§ Exercise prompt: In the data below, find every line with the word "gravity" and copy it out.

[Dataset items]
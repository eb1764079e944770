/// WorldState: the complete state of a running level.
///
/// ## Ownership
///
/// The world exclusively owns the grid, the player coordinate and the input
/// queue. They are mutated only inside `tick()`, which runs to completion
/// before the next one starts; no locking is involved.
///
/// ## Player invariant
///
/// Exactly one cell holds `Player`, and it is the cell at `player`. Only
/// `move_to_tile` relocates the player, and it rewrites both cells and the
/// coordinate together.
///
/// ## Tick
///
///   1. drain the input queue, applying each move to the current grid
///   2. sweep gravity bottom row to top row, left to right
///
/// Rendering reads `cells()` / `player()` between ticks.

use crate::domain::grid::Grid;
use crate::domain::tile::{Tile, TileKind};
use super::event::GameEvent;
use super::level::{Level, LevelError};
use super::queue::{Direction, InputQueue};
use super::step;

#[derive(Clone, Debug)]
pub struct WorldState {
    // ── Grid layers ──
    /// Grid as loaded. Never mutated; `restart` copies it back.
    pub(crate) initial: Grid,
    /// Live grid.
    pub(crate) grid: Grid,

    // ── Player ──
    pub(crate) player: (usize, usize),

    // ── Input / output ──
    pub(crate) inputs: InputQueue,
    /// Last tick's events only.
    pub(crate) events: Vec<GameEvent>,

    // ── Meta ──
    pub level_name: String,
    pub tick: u64,
}

// ── Construction ──

impl WorldState {
    /// Start a world on `grid`. The grid must contain exactly one Player.
    pub fn new(grid: Grid) -> Result<Self, LevelError> {
        let player = find_single_player(&grid)?;
        Ok(WorldState {
            initial: grid.clone(),
            grid,
            player,
            inputs: InputQueue::new(),
            events: Vec::new(),
            level_name: String::new(),
            tick: 0,
        })
    }

    pub fn from_level(level: Level) -> Result<Self, LevelError> {
        let mut world = WorldState::new(level.grid)?;
        world.level_name = level.name;
        Ok(world)
    }

    /// Back to the grid the world was created with. Pending input is dropped.
    pub fn restart(&mut self) {
        self.grid = self.initial.clone();
        // `initial` passed `find_single_player` in `new`.
        self.player = self.grid.find(TileKind::Player).unwrap_or(self.player);
        self.inputs.clear();
        self.events.clear();
        self.tick = 0;
        tracing::info!(level = %self.level_name, "level restarted");
    }
}

// ── Driver API ──

impl WorldState {
    /// Queue a move for the next tick.
    pub fn enqueue(&mut self, dir: Direction) {
        self.inputs.push(dir);
    }

    pub fn pending_inputs(&self) -> usize {
        self.inputs.len()
    }

    /// Advance one tick: drain inputs, then apply gravity.
    /// Replaces the events held from the previous tick.
    pub fn tick(&mut self) {
        self.events = step::step(self);
    }

    /// Events of the last tick. Empty until the next tick once drained.
    pub fn drain_events(&mut self) -> Vec<GameEvent> {
        std::mem::take(&mut self.events)
    }
}

// ── Render sink ──

impl WorldState {
    pub fn grid(&self) -> &Grid {
        &self.grid
    }

    pub fn width(&self) -> usize {
        self.grid.width()
    }

    pub fn height(&self) -> usize {
        self.grid.height()
    }

    /// Every cell as (x, y, kind), row-major.
    pub fn cells(&self) -> impl Iterator<Item = (usize, usize, TileKind)> + '_ {
        self.grid.cells().map(|(x, y, t)| (x, y, t.kind()))
    }

    pub fn player(&self) -> (usize, usize) {
        self.player
    }
}

// ── Player relocation ──

impl WorldState {
    /// Move the player to (x, y): old cell becomes Air, new cell Player.
    pub(crate) fn move_to_tile(&mut self, x: usize, y: usize) {
        let (px, py) = self.player;
        assert!((x, y) != (px, py), "player relocated onto its own cell ({x}, {y})");
        self.grid.set(px, py, Tile::Air);
        self.grid.set(x, y, Tile::Player);
        self.player = (x, y);
    }

    /// Exactly one Player cell, located at the stored coordinate.
    pub fn player_consistent(&self) -> bool {
        let (px, py) = self.player;
        self.grid.count(TileKind::Player) == 1 && self.grid.get(px, py).is_player()
    }
}

fn find_single_player(grid: &Grid) -> Result<(usize, usize), LevelError> {
    match grid.count(TileKind::Player) {
        0 => Err(LevelError::NoPlayer),
        1 => grid.find(TileKind::Player).ok_or(LevelError::NoPlayer),
        count => Err(LevelError::MultiplePlayers { count }),
    }
}

#[cfg(test)]
mod tests {
    use super::*;
    use crate::sim::level::parse_glyphs;

    fn world_from(rows: &[&str]) -> WorldState {
        WorldState::new(parse_glyphs(&rows.join("\n")).unwrap().grid).unwrap()
    }

    #[test]
    fn player_found_from_grid() {
        let w = world_from(&["####", "# P#", "####"]);
        assert_eq!(w.player(), (2, 1));
        assert!(w.player_consistent());
    }

    #[test]
    fn grid_without_player_rejected() {
        let grid = Grid::new(3, 3, Tile::Air);
        assert!(matches!(WorldState::new(grid), Err(LevelError::NoPlayer)));
    }

    #[test]
    fn grid_with_two_players_rejected() {
        let mut grid = Grid::new(3, 1, Tile::Air);
        grid.set(0, 0, Tile::Player);
        grid.set(2, 0, Tile::Player);
        assert!(matches!(WorldState::new(grid), Err(LevelError::MultiplePlayers { count: 2 })));
    }

    #[test]
    fn move_to_tile_keeps_single_player() {
        let mut w = world_from(&["#####", "#P  #", "#####"]);
        w.move_to_tile(3, 1);
        assert_eq!(w.player(), (3, 1));
        assert!(w.grid().get(1, 1).is_air());
        assert!(w.player_consistent());
    }

    #[test]
    #[should_panic]
    fn move_to_own_cell_is_a_contract_violation() {
        let mut w = world_from(&["###", "#P#", "###"]);
        w.move_to_tile(1, 1);
    }

    #[test]
    fn restart_restores_initial_grid() {
        let mut w = world_from(&["#####", "#P  #", "#####"]);
        let before = w.grid().clone();
        w.enqueue(Direction::Right);
        w.tick();
        assert_eq!(w.player(), (2, 1));
        w.enqueue(Direction::Right);
        w.restart();
        assert_eq!(w.grid(), &before);
        assert_eq!(w.player(), (1, 1));
        assert_eq!(w.pending_inputs(), 0);
        assert_eq!(w.tick, 0);
    }

    #[test]
    fn undrained_events_hold_only_the_last_tick() {
        let mut w = world_from(&["###", "#P#", "###"]);
        for _ in 0..1000 {
            w.enqueue(Direction::Left);
            w.tick();
        }
        assert_eq!(w.events.len(), 1);
        assert_eq!(w.drain_events(), vec![GameEvent::MoveBlocked { dir: Direction::Left }]);
        assert!(w.drain_events().is_empty());

        w.tick();
        assert!(w.drain_events().is_empty());
    }

    #[test]
    fn cells_report_kinds() {
        let w = world_from(&["#P"]);
        let cells: Vec<_> = w.cells().collect();
        assert_eq!(cells, vec![(0, 0, TileKind::Unbreakable), (1, 0, TileKind::Player)]);
    }
}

§ Exercise solution:
///   2. sweep gravity bottom row to top row, left to right
    /// Advance one tick: drain inputs, then apply gravity.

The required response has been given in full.